Birth, Death, and Rediscovery

Today is my birthday. As such, through the magic of social media, dozens of friends and colleagues have taken a moment out of their day to acknowledge this, wish me well, and recommend that I enjoy myself in a number of ways. Most of these involve consuming good food, drinking alcoholic beverages, and relaxing, so I am more than happy to comply.

As sometimes happens, though, it got me thinking about our fascination with beginnings and endings: birth and death; first days at school at work, retirements and graduations; weddings and funerals. We craft very precise rituals around such things. The idea of celebrating birthdays has been around for several thousands of years. So has the ceremony surrounding funerals. It’s somewhat of a paradox that we need the finality of death as a reminder to take a moment and look back at a life. Perhaps this is why we also choose to celebrate birthdays. Can you imagine what we would miss if we didn’t?

I see this in the world of books, as well. Readers and collectors are interested in: the first editions of famous works; the first printed example of the word ‘robot’; the earliest published work by their favorite author; the last book to be printed at a particular press before it was lost to fire; etc. My colleagues will also be quick to agree that nothing sells signed books like the death of their author. Morbid, yes, but it’s a fact of the business.
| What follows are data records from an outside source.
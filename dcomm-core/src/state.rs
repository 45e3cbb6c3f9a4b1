//! Generic protocol state machine.
//!
//! A machine has named states and named events. Legal edges are declared with
//! [`StateMachine::add_transition`]; anything else is refused:
//!
//! - an event the machine was never told about is [`DcommError::UnknownEvent`],
//!   a protocol-definition bug;
//! - a declared event with no edge from the current state is
//!   [`DcommError::ProtocolAnomaly`], an out-of-order message from a peer.
//!
//! Before-hooks may veto a transition. Every attempt on a declared event runs
//! the after-hooks exactly once, whether it moved, was vetoed, or was illegal.
//! Error-hooks run only for vetoed or illegal attempts.

use std::collections::HashMap;
use std::fmt;
use std::sync::Arc;

use serde::{Deserialize, Serialize};
use tracing::debug;

use crate::error::{DcommError, DcommResult};

/// What a hook sees about the attempt in progress.
#[derive(Debug, Clone)]
pub struct HookContext<'a> {
    pub protocol: &'a str,
    pub role: &'a str,
    pub event: &'a str,
    pub source: &'a str,
    /// Destination of the matched edge; `None` when no edge matched.
    pub dest: Option<&'a str>,
    /// Whether the state actually changed. Always false for before-hooks.
    pub moved: bool,
}

/// Runs before a transition; an `Err` reason aborts it.
pub type Guard = Arc<dyn Fn(&HookContext<'_>) -> Result<(), String> + Send + Sync>;

/// Runs after an attempt (or on failure, for error-hooks).
pub type Hook = Arc<dyn Fn(&HookContext<'_>) + Send + Sync>;

/// Result of a legal attempt.
#[derive(Debug, Clone, PartialEq, Eq)]
pub enum Outcome {
    Moved { from: String, to: String },
    /// A before-hook vetoed the transition. State is unchanged.
    Aborted { reason: String },
}

#[derive(Clone)]
struct Edge {
    sources: Vec<String>,
    dest: String,
    before: Vec<Guard>,
    after: Vec<Hook>,
}

/// Persisted form: exactly `{protocol, role, state}`.
#[derive(Debug, Clone, PartialEq, Eq, Serialize, Deserialize)]
pub struct MachineSnapshot {
    pub protocol: String,
    pub role: String,
    pub state: String,
}

#[derive(Clone)]
pub struct StateMachine {
    protocol: String,
    role: String,
    states: Vec<String>,
    events: Vec<String>,
    state: String,
    edges: HashMap<String, Vec<Edge>>,
    after_hooks: Vec<Hook>,
    error_hooks: Vec<Hook>,
}

impl StateMachine {
    pub fn new(
        protocol: impl Into<String>,
        role: impl Into<String>,
        states: &[&str],
        events: &[&str],
        start: &str,
    ) -> DcommResult<Self> {
        let machine = Self {
            protocol: protocol.into(),
            role: role.into(),
            states: states.iter().map(|s| s.to_string()).collect(),
            events: events.iter().map(|e| e.to_string()).collect(),
            state: start.to_string(),
            edges: HashMap::new(),
            after_hooks: Vec::new(),
            error_hooks: Vec::new(),
        };
        machine.check_state(start)?;
        Ok(machine)
    }

    fn check_state(&self, state: &str) -> DcommResult<()> {
        if self.states.iter().any(|s| s == state) {
            Ok(())
        } else {
            Err(DcommError::Format(format!(
                "\"{state}\" is not a state of {}@{}",
                self.role, self.protocol
            )))
        }
    }

    fn unknown_event(&self, event: &str) -> DcommError {
        DcommError::UnknownEvent {
            protocol: self.protocol.clone(),
            role: self.role.clone(),
            event: event.to_string(),
        }
    }

    /// Declare a legal edge. Repeated calls for one event accumulate.
    pub fn add_transition(&mut self, event: &str, sources: &[&str], dest: &str) -> DcommResult<()> {
        self.add_transition_with_hooks(event, sources, dest, Vec::new(), Vec::new())
    }

    pub fn add_transition_with_hooks(
        &mut self,
        event: &str,
        sources: &[&str],
        dest: &str,
        before: Vec<Guard>,
        after: Vec<Hook>,
    ) -> DcommResult<()> {
        if !self.events.iter().any(|e| e == event) {
            return Err(self.unknown_event(event));
        }
        for state in sources.iter().chain(std::iter::once(&dest)) {
            self.check_state(state)?;
        }
        self.edges.entry(event.to_string()).or_default().push(Edge {
            sources: sources.iter().map(|s| s.to_string()).collect(),
            dest: dest.to_string(),
            before,
            after,
        });
        Ok(())
    }

    /// Hook run once after every attempt on a declared event.
    pub fn on_after(&mut self, hook: Hook) {
        self.after_hooks.push(hook);
    }

    /// Hook run when an attempt is vetoed or illegal.
    pub fn on_error(&mut self, hook: Hook) {
        self.error_hooks.push(hook);
    }

    /// Attempt `event` from the current state.
    pub fn handle(&mut self, event: &str) -> DcommResult<Outcome> {
        if !self.events.iter().any(|e| e == event) {
            return Err(self.unknown_event(event));
        }

        let source = self.state.clone();
        let edge = self
            .edges
            .get(event)
            .and_then(|edges| edges.iter().find(|e| e.sources.iter().any(|s| *s == source)))
            .cloned();

        let Some(edge) = edge else {
            let ctx = HookContext {
                protocol: &self.protocol,
                role: &self.role,
                event,
                source: &source,
                dest: None,
                moved: false,
            };
            self.error_hooks.iter().for_each(|h| h(&ctx));
            self.after_hooks.iter().for_each(|h| h(&ctx));
            return Err(DcommError::ProtocolAnomaly {
                protocol: self.protocol.clone(),
                role: self.role.clone(),
                state: source.clone(),
                detail: format!("Can't {event} from {source}."),
            });
        };

        let mut ctx = HookContext {
            protocol: &self.protocol,
            role: &self.role,
            event,
            source: &source,
            dest: Some(&edge.dest),
            moved: false,
        };
        let veto = edge.before.iter().find_map(|guard| guard(&ctx).err());

        let outcome = match veto {
            Some(reason) => {
                debug!(protocol = %self.protocol, role = %self.role, event, %reason, "Transition aborted");
                self.error_hooks.iter().for_each(|h| h(&ctx));
                Outcome::Aborted { reason }
            }
            None => {
                debug!(
                    protocol = %self.protocol,
                    role = %self.role,
                    from = %source,
                    to = %edge.dest,
                    "State transition"
                );
                ctx.moved = true;
                Outcome::Moved {
                    from: source.clone(),
                    to: edge.dest.clone(),
                }
            }
        };
        edge.after.iter().for_each(|h| h(&ctx));
        self.after_hooks.iter().for_each(|h| h(&ctx));

        if let Outcome::Moved { to, .. } = &outcome {
            self.state = to.clone();
        }
        Ok(outcome)
    }

    /// Force the current state without consulting the transition table.
    ///
    /// Only for restoring a persisted machine. Use [`StateMachine::handle`]
    /// for anything a peer caused.
    pub fn set_state_by_short_circuit(&mut self, state: &str) -> DcommResult<()> {
        self.check_state(state)?;
        self.state = state.to_string();
        Ok(())
    }

    pub fn state(&self) -> &str {
        &self.state
    }

    pub fn protocol(&self) -> &str {
        &self.protocol
    }

    pub fn role(&self) -> &str {
        &self.role
    }

    /// Events with an edge leaving the current state.
    pub fn legal_events(&self) -> Vec<&str> {
        self.events
            .iter()
            .filter(|e| {
                self.edges
                    .get(e.as_str())
                    .is_some_and(|edges| edges.iter().any(|edge| edge.sources.contains(&self.state)))
            })
            .map(String::as_str)
            .collect()
    }

    pub fn snapshot(&self) -> MachineSnapshot {
        MachineSnapshot {
            protocol: self.protocol.clone(),
            role: self.role.clone(),
            state: self.state.clone(),
        }
    }

    /// Restore from a snapshot taken of a machine with the same protocol and role.
    pub fn restore(&mut self, snapshot: &MachineSnapshot) -> DcommResult<()> {
        if snapshot.protocol != self.protocol || snapshot.role != self.role {
            return Err(DcommError::Format(format!(
                "snapshot of {}@{} can't restore {}@{}",
                snapshot.role, snapshot.protocol, self.role, self.protocol
            )));
        }
        self.set_state_by_short_circuit(&snapshot.state)
    }

    pub fn to_json(&self) -> DcommResult<String> {
        Ok(serde_json::to_string(&self.snapshot())?)
    }
}

impl fmt::Display for StateMachine {
    fn fmt(&self, f: &mut fmt::Formatter<'_>) -> fmt::Result {
        write!(f, "{}@{}: {}", self.role, self.protocol, self.state)
    }
}

impl fmt::Debug for StateMachine {
    fn fmt(&self, f: &mut fmt::Formatter<'_>) -> fmt::Result {
        f.debug_struct("StateMachine")
            .field("protocol", &self.protocol)
            .field("role", &self.role)
            .field("state", &self.state)
            .finish_non_exhaustive()
    }
}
We seem to need these signposts to be able to separate things from the vast sea of noise we encounter every day. Something needs to, figuratively, wave its hands in the air and say, “Excuse me, I’m worthy of your attention today!” Thus, holidays, anniversaries, National ______ Day, the celebration of the foundational and the classic. We do not celebrate the birthday because the day is inherently special, but because the person is significant to us, and that just happens to be the day that a continuous and important event, which we call their life, began. We do not honor someone in death because we want to make a big deal out of death, we do it because we are mourning the loss of something that can never occur again.

Similarly with books: More often than not, collectors have an interest in the first edition, not because that edition is materially better than other editions, but because the object, as a first edition, is a physical representation of when that work’s life began. Collectors of first editions are, in a sense, celebrating the book’s birthday. Those who, upon hearing of an author’s death, immediately seek out signed copies of his/her works, are not celebrating the death, but commemorating the life (though there are perhaps an unscrupulous few who are the exceptions proving this rule).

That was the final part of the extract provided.